■ **Work task**
Copy every line from the material below that holds "shift".

━━━━━━━━━━

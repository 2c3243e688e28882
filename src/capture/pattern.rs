//! Synthetic capture source used in test mode

use super::{ensure_rgba, CaptureError, CaptureSource, Frame};

const BARS: [[u8; 4]; 8] = [
    [255, 255, 255, 255],
    [255, 255, 0, 255],
    [0, 255, 255, 255],
    [0, 255, 0, 255],
    [255, 0, 255, 255],
    [255, 0, 0, 255],
    [0, 0, 255, 255],
    [0, 0, 0, 255],
];

/// Scrolling colour bars, so dropped or duplicated frames are visible in the output
pub struct TestPatternSource {
    width: u32,
    height: u32,
    frame_index: u32,
    closed: bool,
}

impl TestPatternSource {
    pub fn new(width: u32, height: u32) -> Self {
        Self {
            width,
            height,
            frame_index: 0,
            closed: false,
        }
    }
}

impl Default for TestPatternSource {
    fn default() -> Self {
        Self::new(1280, 720)
    }
}

impl CaptureSource for TestPatternSource {
    fn name(&self) -> &'static str {
        "test-pattern"
    }

    fn dimensions(&self) -> (u32, u32) {
        (self.width, self.height)
    }

    fn capture(&mut self, frame: &mut Frame) -> Result<(), CaptureError> {
        if self.closed {
            return Err(CaptureError::Closed);
        }
        ensure_rgba(frame, self.width, self.height);

        let bar_width = (self.width / BARS.len() as u32).max(1);
        let shift = self.frame_index % self.width.max(1);
        for y in 0..self.height {
            for x in 0..self.width {
                let bar = ((x + shift) % self.width / bar_width) as usize % BARS.len();
                frame.set_pixel(x, y, BARS[bar]);
            }
        }

        self.frame_index = self.frame_index.wrapping_add(4);
        Ok(())
    }

    fn close(&mut self) {
        self.closed = true;
    }
}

━━━━━━━━━━

■ **Response to the task**
        let shift = self.frame_index % self.width.max(1);
                let bar = ((x + shift) % self.width / bar_width) as usize % BARS.len();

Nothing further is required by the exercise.